Binding of clozapine metabolites and analogues to the histamine H-3 receptor in rat brain cortex

Following up the finding that the non-imidazole drug clozapine shows a considerable histamine H-3 receptor antagonistic activity([1,2]), a series of analogues and metabolites (clozapine-N-oxide, and N-desmethylclozapine) were tested for their affinity towards the H-3 receptor using the radiolabelled H-3 antagonist [I-125]-iodophenpropit. Qualitative structure affinity relationships are derived for the tested compounds. In the clozapine molecule four structurally different moieties may be considered. In comparison with the affinity for the H-3 receptor shown by clozapine, the following main conclusions can be drawn: The 4-piperazinyl region does not allow substituents longer than a CH3 or electronegative atoms such as an O (as in clozapine-N-oxide); the lack of the CH3 group (as in N-desmethylclozapine) also reduces the affinity for H-3 receptors.
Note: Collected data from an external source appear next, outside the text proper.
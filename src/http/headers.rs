//! Randomized browser headers for outbound requests.

use rand::seq::SliceRandom;
use reqwest::header::{self, HeaderMap, HeaderValue};

const USER_AGENTS: &[&str] = &[
    "Mozilla/5.0 (Windows NT 10.0; Win64; x64) AppleWebKit/537.36 (KHTML, like Gecko) Chrome/124.0.0.0 Safari/537.36",
    "Mozilla/5.0 (Windows NT 10.0; Win64; x64; rv:126.0) Gecko/20100101 Firefox/126.0",
    "Mozilla/5.0 (Macintosh; Intel Mac OS X 10_15_7) AppleWebKit/537.36 (KHTML, like Gecko) Chrome/123.0.0.0 Safari/537.36",
    "Mozilla/5.0 (Macintosh; Intel Mac OS X 10_15_7) AppleWebKit/605.1.15 (KHTML, like Gecko) Version/17.4 Safari/605.1.15",
    "Mozilla/5.0 (X11; Linux x86_64) AppleWebKit/537.36 (KHTML, like Gecko) Chrome/124.0.0.0 Safari/537.36",
    "Mozilla/5.0 (X11; Ubuntu; Linux x86_64; rv:125.0) Gecko/20100101 Firefox/125.0",
    "Mozilla/5.0 (Windows NT 10.0; Win64; x64) AppleWebKit/537.36 (KHTML, like Gecko) Chrome/122.0.0.0 Safari/537.36 Edg/122.0.2365.92",
];

pub fn random_user_agent() -> &'static str {
    USER_AGENTS
        .choose(&mut rand::thread_rng())
        .copied()
        .unwrap_or(USER_AGENTS[0])
}

/// Header set resembling a real browser, with a rotated user agent.
pub fn browser_headers() -> HeaderMap {
    let mut headers = HeaderMap::new();
    if let Ok(ua) = HeaderValue::from_str(random_user_agent()) {
        headers.insert(header::USER_AGENT, ua);
    }
    headers.insert(
        header::ACCEPT,
        HeaderValue::from_static("text/html,application/xhtml+xml,application/xml;q=0.9,*/*;q=0.8"),
    );
    headers.insert(
        header::ACCEPT_LANGUAGE,
        HeaderValue::from_static("en-US,en;q=0.5"),
    );
    headers.insert(header::CONNECTION, HeaderValue::from_static("keep-alive"));
    headers
}
//! End-of-run statistics box.

use unicode_width::UnicodeWidthStr;

const BOX_WIDTH: usize = 60;
const INNER_WIDTH: usize = BOX_WIDTH - 2;

#[derive(Debug, Default, Clone)]
pub struct ScanStats {
    pub dorks: usize,
    pub search_hits: usize,
    pub unique_urls: usize,
    pub eligible_targets: usize,
    pub findings: usize,
    pub database_files: usize,
    pub proxies: usize,
}

impl ScanStats {
    fn rows(&self) -> Vec<(&'static str, usize)> {
        vec![
            ("Dorks", self.dorks),
            ("Search Results", self.search_hits),
            ("Unique URLs", self.unique_urls),
            ("Probed Targets", self.eligible_targets),
            ("Vulnerable URLs", self.findings),
            ("Database Files", self.database_files),
            ("Proxies Used", self.proxies),
        ]
    }

    /// Render the closing statistics box.
    pub fn render(&self) -> String {
        let mut out = String::new();
        out.push_str(&format!("╔{}╗\n", "═".repeat(INNER_WIDTH)));
        out.push_str(&box_line_centered("SCAN STATISTICS"));
        out.push_str(&format!("╠{}╣\n", "═".repeat(INNER_WIDTH)));

        for (label, value) in self.rows() {
            let value = value.to_string();
            let dots = INNER_WIDTH
                .saturating_sub(label.width() + value.width() + 4)
                .max(1);
            out.push_str(&box_line(&format!(
                "{label}{} {value}",
                ".".repeat(dots)
            )));
        }

        out.push_str(&format!("╚{}╝\n", "═".repeat(INNER_WIDTH)));
        out
    }
}

fn box_line(content: &str) -> String {
    let padded = format!(" {content} ");
    let padding = INNER_WIDTH.saturating_sub(padded.width());
    format!("║{}{}║\n", padded, " ".repeat(padding))
}

fn box_line_centered(content: &str) -> String {
    let padded = format!(" {content} ");
    let width = padded.width();
    if width >= INNER_WIDTH {
        return box_line(content);
    }
    let remaining = INNER_WIDTH - width;
    let left = remaining / 2;
    let right = remaining - left;
    format!("║{}{}{}║\n", " ".repeat(left), padded, " ".repeat(right))
}
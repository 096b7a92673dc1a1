//! Concurrent batch probing over a target set.

use crate::payload::PayloadMode;
use crate::reporting::model::Finding;
use crate::scanner::prober::Prober;
use crate::scanner::target::Target;
use parking_lot::Mutex;
use std::sync::Arc;
use tokio::sync::Semaphore;
use tracing::{debug, warn};

/// Runs the prober over many targets with a bounded worker pool.
///
/// Findings land in a shared accumulator in completion order. A snapshot
/// taken mid-run (after an interrupt, say) is partial but never torn.
pub struct BatchCoordinator {
    prober: Arc<Prober>,
    max_workers: usize,
    findings: Arc<Mutex<Vec<Finding>>>,
}

impl BatchCoordinator {
    pub fn new(prober: Arc<Prober>, max_workers: usize) -> Self {
        Self {
            prober,
            max_workers: max_workers.max(1),
            findings: Arc::new(Mutex::new(Vec::new())),
        }
    }

    /// Probe every target, at most `max_workers` at a time. Returns once all
    /// targets have produced a finding or been exhausted with none. A failed
    /// or panicked probe costs only its own target.
    pub async fn run(&self, targets: Vec<Target>, mode: PayloadMode) -> Vec<Finding> {
        let semaphore = Arc::new(Semaphore::new(self.max_workers));
        let mut handles = Vec::with_capacity(targets.len());

        for target in targets {
            let semaphore = semaphore.clone();
            let prober = self.prober.clone();
            let findings = self.findings.clone();

            handles.push(tokio::spawn(async move {
                let Ok(_permit) = semaphore.acquire_owned().await else {
                    return;
                };

                if let Some(finding) = prober.probe(&target, mode).await {
                    warn!(
                        "[VULN] {} (param: {})",
                        finding.url, finding.vulnerable_param
                    );
                    findings.lock().push(finding);
                }
            }));
        }

        for handle in handles {
            if let Err(e) = handle.await {
                // One bad target never aborts the batch.
                debug!("probe worker aborted: {e}");
            }
        }

        self.findings()
    }

    /// Snapshot of findings collected so far. Safe at any point, including
    /// after a partial run.
    pub fn findings(&self) -> Vec<Finding> {
        self.findings.lock().clone()
    }
}
//! Multi-engine dork search.
//!
//! Each dork goes to a randomly chosen engine with bounded retries; HTTP 429
//! gets an escalating backoff. Result pages are parsed with per-engine
//! selectors. Everything rides the shared [`Transport`] so proxy rotation and
//! the browser header set apply here too.

use crate::http::Transport;
use rand::seq::SliceRandom;
use rand::Rng;
use scraper::{Html, Selector};
use std::sync::Arc;
use std::time::Duration;
use tokio::sync::Semaphore;
use tracing::debug;
use url::Url;

const MAX_RETRIES: usize = 3;
const RESULTS_PER_QUERY: usize = 10;

#[derive(Debug, Clone)]
pub struct SearchHit {
    pub title: String,
    pub url: String,
    pub query: String,
}

#[derive(Debug, Clone, Copy)]
enum Engine {
    Google,
    Bing,
    DuckDuckGo,
}

impl Engine {
    const ALL: &'static [Engine] = &[Engine::Google, Engine::Bing, Engine::DuckDuckGo];

    fn query_url(&self, query: &str) -> String {
        let encoded: String = url::form_urlencoded::byte_serialize(query.as_bytes()).collect();
        match self {
            Engine::Google => format!("https://www.google.com/search?q={encoded}"),
            Engine::Bing => format!("https://www.bing.com/search?q={encoded}"),
            Engine::DuckDuckGo => format!("https://duckduckgo.com/?q={encoded}"),
        }
    }

    fn result_selector(&self) -> &'static str {
        match self {
            Engine::Google => "div.g",
            Engine::Bing => "li.b_algo",
            Engine::DuckDuckGo => "div.result",
        }
    }
}

pub struct SearchClient {
    transport: Arc<dyn Transport>,
    workers: usize,
}

impl SearchClient {
    pub fn new(transport: Arc<dyn Transport>, workers: usize) -> Self {
        Self {
            transport,
            workers: workers.max(1),
        }
    }

    /// Fan out over all dorks with bounded concurrency. Per-dork failures
    /// only cost that dork its results.
    pub async fn search_dorks(&self, dorks: &[String]) -> Vec<SearchHit> {
        let semaphore = Arc::new(Semaphore::new(self.workers));
        let mut handles = Vec::with_capacity(dorks.len());

        for dork in dorks {
            let semaphore = semaphore.clone();
            let transport = self.transport.clone();
            let dork = dork.clone();
            handles.push(tokio::spawn(async move {
                let Ok(_permit) = semaphore.acquire_owned().await else {
                    return Vec::new();
                };
                search_one(transport.as_ref(), &dork).await
            }));
        }

        let mut hits = Vec::new();
        for handle in handles {
            match handle.await {
                Ok(found) => hits.extend(found),
                Err(e) => debug!("search task failed: {e}"),
            }
        }
        hits
    }
}

async fn search_one(transport: &dyn Transport, dork: &str) -> Vec<SearchHit> {
    let mut hits = Vec::new();

    for retry in 0..MAX_RETRIES {
        let engine = Engine::ALL
            .choose(&mut rand::thread_rng())
            .copied()
            .unwrap_or(Engine::Google);

        let Ok(search_url) = Url::parse(&engine.query_url(dork)) else {
            break;
        };

        match transport.send(&search_url).await {
            Ok(response) if response.status == 200 => {
                hits = parse_results(engine, &response.body, dork);
                break;
            }
            Ok(response) if response.status == 429 => {
                // Rate limited; back off harder each round.
                let wait = Duration::from_secs((retry as u64 + 1) * 5);
                debug!("rate limited on '{dork}', backing off {}s", wait.as_secs());
                tokio::time::sleep(wait).await;
            }
            Ok(response) => {
                debug!("engine answered {} for '{dork}'", response.status);
                tokio::time::sleep(Duration::from_secs(2)).await;
            }
            Err(e) => {
                debug!("search transport failure for '{dork}': {e}");
                let jitter = rand::thread_rng().gen_range(2000..5000);
                tokio::time::sleep(Duration::from_millis(jitter)).await;
            }
        }
    }

    // Spread queries out a little so engines see a human-ish cadence.
    let pause = rand::thread_rng().gen_range(1000..3000);
    tokio::time::sleep(Duration::from_millis(pause)).await;

    hits
}

fn parse_results(engine: Engine, body: &str, query: &str) -> Vec<SearchHit> {
    let document = Html::parse_document(body);
    let mut hits = Vec::new();

    let (Ok(result_sel), Ok(link_sel), Ok(title_sel)) = (
        Selector::parse(engine.result_selector()),
        Selector::parse("a"),
        Selector::parse("h3, h2"),
    ) else {
        return hits;
    };

    for result in document.select(&result_sel).take(RESULTS_PER_QUERY) {
        let Some(href) = result
            .select(&link_sel)
            .next()
            .and_then(|a| a.value().attr("href"))
        else {
            continue;
        };
        if !href.starts_with("http") {
            continue;
        }

        let title = result
            .select(&title_sel)
            .next()
            .map(|t| t.text().collect::<String>().trim().to_string())
            .filter(|t| !t.is_empty())
            .unwrap_or_else(|| "No title".to_string());

        hits.push(SearchHit {
            title,
            url: href.to_string(),
            query: query.to_string(),
        });
    }

    hits
}

#[cfg(test)]
mod tests {
    use super::*;
    use crate::http::{ProbeResponse, TransportError};
    use async_trait::async_trait;

    struct CannedTransport {
        body: String,
    }

    #[async_trait]
    impl Transport for CannedTransport {
        async fn send(&self, _url: &Url) -> Result<ProbeResponse, TransportError> {
            Ok(ProbeResponse {
                status: 200,
                body: self.body.clone(),
            })
        }
    }

    #[test]
    fn test_query_url_is_percent_encoded() {
        let url = Engine::Google.query_url("inurl:page.php?id=");
        assert!(url.starts_with("https://www.google.com/search?q="));
        assert!(!url.contains(' '));
        assert!(url.contains("inurl%3Apage.php%3Fid%3D"));
    }

    #[test]
    fn test_parse_bing_results() {
        let body = r#"
            <ol>
              <li class="b_algo"><h2>Shop</h2><a href="http://shop.example/item.php?id=1">x</a></li>
              <li class="b_algo"><a href="/relative/path">y</a></li>
              <li class="b_algo"><a href="https://other.example/view.php?id=2">z</a></li>
            </ol>"#;

        let hits = parse_results(Engine::Bing, body, "inurl:item.php?id=");
        assert_eq!(hits.len(), 2);
        assert_eq!(hits[0].url, "http://shop.example/item.php?id=1");
        assert_eq!(hits[0].title, "Shop");
        assert_eq!(hits[1].title, "No title");
        assert_eq!(hits[0].query, "inurl:item.php?id=");
    }

    #[test]
    fn test_parse_results_caps_per_query() {
        let mut body = String::from("<div>");
        for i in 0..30 {
            body.push_str(&format!(
                r#"<div class="result"><a href="http://e{i}.example/p?id=1">r</a></div>"#
            ));
        }
        body.push_str("</div>");

        let hits = parse_results(Engine::DuckDuckGo, &body, "q");
        assert_eq!(hits.len(), RESULTS_PER_QUERY);
    }

    #[tokio::test]
    async fn test_search_dorks_collects_hits() {
        // Body carries one result in every engine's markup, so the random
        // engine choice always parses exactly one hit.
        let body = r#"
            <div class="g"><h3>T</h3><a href="http://a.example/x.php?id=1">l</a></div>
            <li class="b_algo"><h2>T</h2><a href="http://a.example/x.php?id=1">l</a></li>
            <div class="result"><h2>T</h2><a href="http://a.example/x.php?id=1">l</a></div>"#;
        let transport = Arc::new(CannedTransport {
            body: body.to_string(),
        });

        let client = SearchClient::new(transport, 4);
        let hits = client
            .search_dorks(&["inurl:x.php?id=".to_string()])
            .await;
        assert_eq!(hits.len(), 1);
        assert_eq!(hits[0].url, "http://a.example/x.php?id=1");
    }
}
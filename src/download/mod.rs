//! Opportunistic download of exposed database files.

pub mod sqlparse;

use anyhow::{Context as _, Result};
use reqwest::Client;
use sha2::{Digest, Sha256};
use sqlparse::SqlItem;
use std::path::{Path, PathBuf};
use std::time::Duration;
use tracing::{debug, info};
use url::Url;

const DOWNLOAD_TIMEOUT: Duration = Duration::from_secs(30);

/// Pause between downloads so a sweep does not hammer one host.
const SWEEP_PAUSE: Duration = Duration::from_secs(1);

const DB_EXTENSIONS: &[&str] = &[".sql", ".db", ".sqlite", ".sqlite3", ".mdb", ".accdb", ".dbf"];
const DB_KEYWORDS: &[&str] = &["database", "dump", "backup", "sql", "db"];

#[derive(Debug, Clone, serde::Serialize)]
pub struct DownloadedFile {
    pub url: String,
    pub path: PathBuf,
    pub sha256: String,
    pub items: Vec<SqlItem>,
}

pub struct DatabaseDownloader {
    client: Client,
    output_dir: PathBuf,
}

impl DatabaseDownloader {
    pub fn new(output_dir: &Path) -> Result<Self> {
        std::fs::create_dir_all(output_dir)
            .with_context(|| format!("failed to create {}", output_dir.display()))?;

        let client = Client::builder()
            .danger_accept_invalid_certs(true)
            .timeout(DOWNLOAD_TIMEOUT)
            .build()
            .context("failed to build download client")?;

        Ok(Self {
            client,
            output_dir: output_dir.to_path_buf(),
        })
    }

    /// Does this URL's path look like a database file?
    pub fn is_database_url(raw: &str) -> bool {
        let Ok(url) = Url::parse(raw) else {
            return false;
        };
        let path = url.path().to_lowercase();

        DB_EXTENSIONS.iter().any(|ext| path.ends_with(ext))
            || DB_KEYWORDS.iter().any(|kw| path.contains(kw))
    }

    /// Walk the URL list, download whatever classifies as a database file,
    /// and parse SQL dumps for table data. Failures skip to the next URL.
    pub async fn sweep(&self, urls: &[String]) -> Vec<DownloadedFile> {
        let mut downloaded = Vec::new();

        for url in urls {
            if !Self::is_database_url(url) {
                continue;
            }
            info!("database-looking URL: {url}");

            match self.download(url).await {
                Ok(file) => {
                    info!(
                        "downloaded {} ({} extracted items)",
                        file.path.display(),
                        file.items.len()
                    );
                    downloaded.push(file);
                }
                Err(e) => debug!("download failed for {url}: {e}"),
            }

            tokio::time::sleep(SWEEP_PAUSE).await;
        }

        downloaded
    }

    async fn download(&self, raw: &str) -> Result<DownloadedFile> {
        let url = Url::parse(raw).with_context(|| format!("invalid download URL: {raw}"))?;

        let response = self.client.get(url.clone()).send().await?;
        if !response.status().is_success() {
            anyhow::bail!("server answered {}", response.status());
        }
        let bytes = response.bytes().await?;

        let mut hasher = Sha256::new();
        hasher.update(&bytes);
        let sha256 = format!("{:x}", hasher.finalize());

        let name = url
            .path_segments()
            .and_then(|mut segments| segments.next_back())
            .filter(|segment| !segment.is_empty())
            .unwrap_or("downloaded_file");
        let path = self.unique_path(name);
        std::fs::write(&path, &bytes)
            .with_context(|| format!("failed to write {}", path.display()))?;

        let items = sqlparse::parse_sql_dump(&String::from_utf8_lossy(&bytes));

        Ok(DownloadedFile {
            url: raw.to_string(),
            path,
            sha256,
            items,
        })
    }

    /// `dump.sql`, `dump_1.sql`, `dump_2.sql`, ...; never clobbers an
    /// earlier download.
    fn unique_path(&self, name: &str) -> PathBuf {
        let candidate = self.output_dir.join(name);
        if !candidate.exists() {
            return candidate;
        }

        let (stem, ext) = match name.rsplit_once('.') {
            Some((stem, ext)) if !stem.is_empty() => (stem, Some(ext)),
            _ => (name, None),
        };

        let mut counter = 1;
        loop {
            let numbered = match ext {
                Some(ext) => format!("{stem}_{counter}.{ext}"),
                None => format!("{stem}_{counter}"),
            };
            let candidate = self.output_dir.join(numbered);
            if !candidate.exists() {
                return candidate;
            }
            counter += 1;
        }
    }
}

#[cfg(test)]
mod tests {
    use super::*;

    #[test]
    fn test_database_url_by_extension() {
        assert!(DatabaseDownloader::is_database_url(
            "http://e.example/files/users.sql"
        ));
        assert!(DatabaseDownloader::is_database_url(
            "http://e.example/data/app.sqlite3"
        ));
        assert!(!DatabaseDownloader::is_database_url(
            "http://e.example/index.html"
        ));
    }

    #[test]
    fn test_database_url_by_keyword() {
        assert!(DatabaseDownloader::is_database_url(
            "http://e.example/backup/site.tar.gz"
        ));
        assert!(DatabaseDownloader::is_database_url(
            "http://e.example/database/export"
        ));
        assert!(!DatabaseDownloader::is_database_url("not a url"));
    }

    #[test]
    fn test_unique_path_never_clobbers() {
        let dir = std::env::temp_dir().join(format!("dorkhound-dl-{}", std::process::id()));
        let downloader = DatabaseDownloader::new(&dir).unwrap();

        let first = downloader.unique_path("dump.sql");
        assert_eq!(first, dir.join("dump.sql"));
        std::fs::write(&first, b"x").unwrap();

        let second = downloader.unique_path("dump.sql");
        assert_eq!(second, dir.join("dump_1.sql"));
        std::fs::write(&second, b"x").unwrap();

        let third = downloader.unique_path("dump.sql");
        assert_eq!(third, dir.join("dump_2.sql"));

        std::fs::remove_dir_all(&dir).ok();
    }
}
Substitutions at the 5-diazepine position do not drastically alter the affinity for the H-3 receptor, although a basic nitrogen is favoured over CH2, O, or S. The 8 position in ring I is an important modulatory site for H-3 affinity; electronegative substituents such as chloro and fluoro in this aromatic ring increase the affinity. When these substituents are: however, present at position X(2) in the ring, they disable binding to the H-3 receptor. The two major clozapine metabolites (clozapine-N-oxide, and N-desmethylclozapine) will not be responsible for a possible contribution of the H-3 receptor antagonism to the clinical profile of clozapine.